DIRECTIONS: The whole listing is to be restated, character for character.

ENTRIES SHOWN:
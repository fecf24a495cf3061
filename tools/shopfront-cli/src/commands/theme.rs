//! Theme export commands.

use std::fs;

use anyhow::{Context as _, Result};
use shopfront_theme::{to_css_variables, to_tailwind_config, ThemeConfig};

use super::{ThemeArgs, ThemeCommand};
use crate::context::Context;

/// Run the theme command.
pub fn run(args: ThemeArgs, ctx: &Context) -> Result<()> {
    let theme = load_theme(args.theme.as_deref(), ctx)?;

    match args.command {
        ThemeCommand::Tailwind { output } => emit(&to_tailwind_config(&theme), output, ctx),
        ThemeCommand::Css { output } => emit(&to_css_variables(&theme), output, ctx),
        ThemeCommand::Check => check(&theme, ctx),
    }
}

fn load_theme(path: Option<&str>, ctx: &Context) -> Result<ThemeConfig> {
    match path {
        Some(path) => {
            let path = ctx.resolve_path(path);
            ctx.output.debug(&format!("Loading theme from {}", path.display()));
            ThemeConfig::load(&path)
                .with_context(|| format!("Failed to load theme: {}", path.display()))
        }
        None => {
            ctx.output.debug("Using built-in theme");
            Ok(ThemeConfig::default())
        }
    }
}

fn emit(content: &str, output: Option<String>, ctx: &Context) -> Result<()> {
    match output {
        Some(path) => {
            let path = ctx.resolve_path(&path);
            fs::write(&path, content)
                .with_context(|| format!("Failed to write {}", path.display()))?;
            ctx.output.success(&format!("Created: {}", path.display()));
        }
        None => ctx.output.raw(content),
    }
    Ok(())
}

fn check(theme: &ThemeConfig, ctx: &Context) -> Result<()> {
    if ctx.output.is_json() {
        ctx.output.json(theme);
        return Ok(());
    }

    ctx.output.success("Theme is valid");
    ctx.output.kv("colors", &theme.colors.len().to_string());
    ctx.output.kv("fonts", &theme.font_family.len().to_string());
    for glob in &theme.content {
        ctx.output.list_item(glob);
    }
    Ok(())
}
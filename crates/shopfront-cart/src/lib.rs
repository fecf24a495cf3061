//! Shopping cart persisted in browser storage.
//!
//! The cart is an ordered list of [`LineItem`]s stored as one JSON array
//! under a single key of a [`KeyValueStore`] (`localStorage` in the
//! browser, [`MemoryStore`] in tests).
//!
//! # Example
//!
//! ```
//! use shopfront_cart::{CartStore, LineItem, MemoryStore};
//!
//! let mut cart = CartStore::new(MemoryStore::new(), "digitalStoreCart");
//! cart.add_item(LineItem::new("a", 1)).unwrap();
//! cart.add_item(LineItem::new("a", 2)).unwrap();
//!
//! let items = cart.get_cart();
//! assert_eq!(items.len(), 1);
//! assert_eq!(items[0].quantity, 3);
//! ```

mod error;
mod line_item;
mod storage;
mod store;

pub use error::{CartError, StorageError};
pub use line_item::{LineItem, LineItemId};
pub use storage::{KeyValueStore, MemoryStore};
pub use store::CartStore;

/// Prelude for convenient imports.
pub mod prelude {
    pub use crate::{CartError, CartStore, KeyValueStore, LineItem, LineItemId, MemoryStore};
}
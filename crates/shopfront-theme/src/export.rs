//! Tailwind and CSS exports.

use std::fmt::Write as _;

use crate::ThemeConfig;

const GENERIC_FAMILIES: &[&str] = &[
    "serif",
    "sans-serif",
    "monospace",
    "cursive",
    "fantasy",
    "system-ui",
];

/// Render a `tailwind.config.js` module extending the default theme.
pub fn to_tailwind_config(theme: &ThemeConfig) -> String {
    let mut out = String::new();
    out.push_str("/** @type {import('tailwindcss').Config} */\n");
    out.push_str("module.exports = {\n");

    out.push_str("  content: [\n");
    for glob in &theme.content {
        let _ = writeln!(out, "    {},", js_string(glob));
    }
    out.push_str("  ],\n");

    out.push_str("  theme: {\n    extend: {\n      colors: {\n");
    for (name, scale) in &theme.colors {
        let _ = writeln!(out, "        {}: {{", js_key(name));
        for (suffix, value) in scale.shades() {
            let key = if suffix.is_empty() { "DEFAULT" } else { suffix };
            let _ = writeln!(out, "          {}: {},", key, js_string(value));
        }
        out.push_str("        },\n");
    }
    out.push_str("      },\n      fontFamily: {\n");
    for (name, stack) in &theme.font_family {
        let fonts: Vec<String> = stack.iter().map(|f| js_string(f)).collect();
        let _ = writeln!(out, "        {}: [{}],", js_key(name), fonts.join(", "));
    }
    out.push_str("      },\n    },\n  },\n  plugins: [],\n}\n");
    out
}

/// Render the tokens as CSS custom properties on `:root`.
///
/// Colors become `--color-<name>[-<shade>]`, fonts `--font-<name>`.
pub fn to_css_variables(theme: &ThemeConfig) -> String {
    let mut out = String::from(":root {\n");
    for (name, scale) in &theme.colors {
        for (suffix, value) in scale.shades() {
            if suffix.is_empty() {
                let _ = writeln!(out, "  --color-{}: {};", name, value);
            } else {
                let _ = writeln!(out, "  --color-{}-{}: {};", name, suffix, value);
            }
        }
    }
    for (name, stack) in &theme.font_family {
        let fonts: Vec<String> = stack.iter().map(|f| css_font(f)).collect();
        let _ = writeln!(out, "  --font-{}: {};", name, fonts.join(", "));
    }
    out.push_str("}\n");
    out
}

fn js_string(value: &str) -> String {
    // JSON string literals are valid JavaScript string literals.
    serde_json::Value::String(value.to_string()).to_string()
}

fn js_key(name: &str) -> String {
    if name.chars().all(|c| c.is_ascii_alphanumeric() || c == '_')
        && !name.starts_with(|c: char| c.is_ascii_digit())
    {
        name.to_string()
    } else {
        js_string(name)
    }
}

fn css_font(font: &str) -> String {
    let font = font.trim();
    if GENERIC_FAMILIES.contains(&font) {
        font.to_string()
    } else {
        format!("\"{}\"", font.replace('"', "\\\""))
    }
}

#[cfg(test)]
mod tests {
    use super::*;
    use crate::ColorScale;

    #[test]
    fn test_tailwind_default_theme() {
        let js = to_tailwind_config(&ThemeConfig::default());
        assert!(js.starts_with("/** @type {import('tailwindcss').Config} */\nmodule.exports = {"));
        assert!(js.contains("    \"./src/pages/**/*.{js,ts,jsx,tsx}\",\n"));
        assert!(js.contains(
            "        primary: {\n          dark: \"#1A237E\",\n          DEFAULT: \"#3949AB\",\n          light: \"#7986CB\",\n        },\n"
        ));
        assert!(js.contains("        accent: {\n          DEFAULT: \"#FFC107\",\n        },\n"));
        assert!(js.contains("        cairo: [\"Cairo\", \"sans-serif\"],\n"));
        assert!(js.ends_with("  plugins: [],\n}\n"));
    }

    #[test]
    fn test_tailwind_quotes_dashed_keys() {
        let mut theme = ThemeConfig::default();
        theme.colors.clear();
        theme
            .colors
            .insert("brand-blue".to_string(), ColorScale::single("#00f"));
        let js = to_tailwind_config(&theme);
        assert!(js.contains("        \"brand-blue\": {\n"));
    }

    #[test]
    fn test_css_variables() {
        let css = to_css_variables(&ThemeConfig::default());
        assert!(css.starts_with(":root {\n"));
        assert!(css.contains("  --color-primary-dark: #1A237E;\n"));
        assert!(css.contains("  --color-primary: #3949AB;\n"));
        assert!(css.contains("  --color-error: #F44336;\n"));
        assert!(css.contains("  --font-cairo: \"Cairo\", sans-serif;\n"));
        assert!(css.ends_with("}\n"));
    }
}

OUTPUT:
repository fecf24a495cf3061
filename tools/shopfront-cli/src/commands/theme.rs
//! Theme export commands.

use std::fs;

use anyhow::{Context as _, Result};
use shopfront_theme::{to_css_variables, to_tailwind_config, ThemeConfig};

use super::{ThemeArgs, ThemeCommand};
use crate::context::Context;

/// Run the theme command.
pub fn run(args: ThemeArgs, ctx: &Context) -> Result<()> {
    let theme = load_theme(args.theme.as_deref(), ctx)?;

    match args.command {
        ThemeCommand::Tailwind { output } => emit(&to_tailwind_config(&theme), output, ctx),
        ThemeCommand::Css { output } => emit(&to_css_variables(&theme), output, ctx),
        ThemeCommand::Check => check(&theme, ctx),
    }
}

fn load_theme(path: Option<&str>, ctx: &Context) -> Result<ThemeConfig> {
    match path {
        Some(path) => {
            let path = ctx.resolve_path(path);
            ctx.output.debug(&format!("Loading theme from {}", path.display()));
            ThemeConfig::load(&path)
                .with_context(|| format!("Failed to load theme: {}", path.display()))
        }
        None => {
            ctx.output.debug("Using built-in theme");
            Ok(ThemeConfig::default())
        }
    }
}

fn emit(content: &str, output: Option<String>, ctx: &Context) -> Result<()> {
    match output {
        Some(path) => {
            let path = ctx.resolve_path(&path);
            fs::write(&path, content)
                .with_context(|| format!("Failed to write {}", path.display()))?;
            ctx.output.success(&format!("Created: {}", path.display()));
        }
        None => ctx.output.raw(content),
    }
    Ok(())
}

fn check(theme: &ThemeConfig, ctx: &Context) -> Result<()> {
    if ctx.output.is_json() {
        ctx.output.json(theme);
        return Ok(());
    }

    ctx.output.success("Theme is valid");
    ctx.output.kv("colors", &theme.colors.len().to_string());
    ctx.output.kv("fonts", &theme.font_family.len().to_string());
    for glob in &theme.content {
        ctx.output.list_item(glob);
    }
    Ok(())
}
filename crates/shopfront-cart/src/lib.rs
repository fecf24a495cf3061
//! Shopping cart persisted in browser storage.
//!
//! The cart is an ordered list of [`LineItem`]s stored as one JSON array
//! under a single key of a [`KeyValueStore`] (`localStorage` in the
//! browser, [`MemoryStore`] in tests).
//!
//! # Example
//!
//! ```
//! use shopfront_cart::{CartStore, LineItem, MemoryStore};
//!
//! let mut cart = CartStore::new(MemoryStore::new(), "digitalStoreCart");
//! cart.add_item(LineItem::new("a", 1)).unwrap();
//! cart.add_item(LineItem::new("a", 2)).unwrap();
//!
//! let items = cart.get_cart();
//! assert_eq!(items.len(), 1);
//! assert_eq!(items[0].quantity, 3);
//! ```

mod error;
mod line_item;
mod storage;
mod store;

pub use error::{CartError, StorageError};
pub use line_item::{LineItem, LineItemId};
pub use storage::{KeyValueStore, MemoryStore};
pub use store::CartStore;

/// Prelude for convenient imports.
pub mod prelude {
    pub use crate::{CartError, CartStore, KeyValueStore, LineItem, LineItemId, MemoryStore};
}
filename crates/shopfront-theme/src/export.rs
//! Tailwind and CSS exports.

use std::fmt::Write as _;

use crate::ThemeConfig;

const GENERIC_FAMILIES: &[&str] = &[
    "serif",
    "sans-serif",
    "monospace",
    "cursive",
    "fantasy",
    "system-ui",
];

/// Render a `tailwind.config.js` module extending the default theme.
pub fn to_tailwind_config(theme: &ThemeConfig) -> String {
    let mut out = String::new();
    out.push_str("/** @type {import('tailwindcss').Config} */\n");
    out.push_str("module.exports = {\n");

    out.push_str("  content: [\n");
    for glob in &theme.content {
        let _ = writeln!(out, "    {},", js_string(glob));
    }
    out.push_str("  ],\n");

    out.push_str("  theme: {\n    extend: {\n      colors: {\n");
    for (name, scale) in &theme.colors {
        let _ = writeln!(out, "        {}: {{", js_key(name));
        for (suffix, value) in scale.shades() {
            let key = if suffix.is_empty() { "DEFAULT" } else { suffix };
            let _ = writeln!(out, "          {}: {},", key, js_string(value));
        }
        out.push_str("        },\n");
    }
    out.push_str("      },\n      fontFamily: {\n");
    for (name, stack) in &theme.font_family {
        let fonts: Vec<String> = stack.iter().map(|f| js_string(f)).collect();
        let _ = writeln!(out, "        {}: [{}],", js_key(name), fonts.join(", "));
    }
    out.push_str("      },\n    },\n  },\n  plugins: [],\n}\n");
    out
}

/// Render the tokens as CSS custom properties on `:root`.
///
/// Colors become `--color-<name>[-<shade>]`, fonts `--font-<name>`.
pub fn to_css_variables(theme: &ThemeConfig) -> String {
    let mut out = String::from(":root {\n");
    for (name, scale) in &theme.colors {
        for (suffix, value) in scale.shades() {
            if suffix.is_empty() {
                let _ = writeln!(out, "  --color-{}: {};", name, value);
            } else {
                let _ = writeln!(out, "  --color-{}-{}: {};", name, suffix, value);
            }
        }
    }
    for (name, stack) in &theme.font_family {
        let fonts: Vec<String> = stack.iter().map(|f| css_font(f)).collect();
        let _ = writeln!(out, "  --font-{}: {};", name, fonts.join(", "));
    }
    out.push_str("}\n");
    out
}

fn js_string(value: &str) -> String {
    // JSON string literals are valid JavaScript string literals.
    serde_json::Value::String(value.to_string()).to_string()
}

fn js_key(name: &str) -> String {
    if name.chars().all(|c| c.is_ascii_alphanumeric() || c == '_')
        && !name.starts_with(|c: char| c.is_ascii_digit())
    {
        name.to_string()
    } else {
        js_string(name)
    }
}

fn css_font(font: &str) -> String {
    let font = font.trim();
    if GENERIC_FAMILIES.contains(&font) {
        font.to_string()
    } else {
        format!("\"{}\"", font.replace('"', "\\\""))
    }
}

#[cfg(test)]
mod tests {
    use super::*;
    use crate::ColorScale;

    #[test]
    fn test_tailwind_default_theme() {
        let js = to_tailwind_config(&ThemeConfig::default());
        assert!(js.starts_with("/** @type {import('tailwindcss').Config} */\nmodule.exports = {"));
        assert!(js.contains("    \"./src/pages/**/*.{js,ts,jsx,tsx}\",\n"));
        assert!(js.contains(
            "        primary: {\n          dark: \"#1A237E\",\n          DEFAULT: \"#3949AB\",\n          light: \"#7986CB\",\n        },\n"
        ));
        assert!(js.contains("        accent: {\n          DEFAULT: \"#FFC107\",\n        },\n"));
        assert!(js.contains("        cairo: [\"Cairo\", \"sans-serif\"],\n"));
        assert!(js.ends_with("  plugins: [],\n}\n"));
    }

    #[test]
    fn test_tailwind_quotes_dashed_keys() {
        let mut theme = ThemeConfig::default();
        theme.colors.clear();
        theme
            .colors
            .insert("brand-blue".to_string(), ColorScale::single("#00f"));
        let js = to_tailwind_config(&theme);
        assert!(js.contains("        \"brand-blue\": {\n"));
    }

    #[test]
    fn test_css_variables() {
        let css = to_css_variables(&ThemeConfig::default());
        assert!(css.starts_with(":root {\n"));
        assert!(css.contains("  --color-primary-dark: #1A237E;\n"));
        assert!(css.contains("  --color-primary: #3949AB;\n"));
        assert!(css.contains("  --color-error: #F44336;\n"));
        assert!(css.contains("  --font-cairo: \"Cairo\", sans-serif;\n"));
        assert!(css.ends_with("}\n"));
    }
}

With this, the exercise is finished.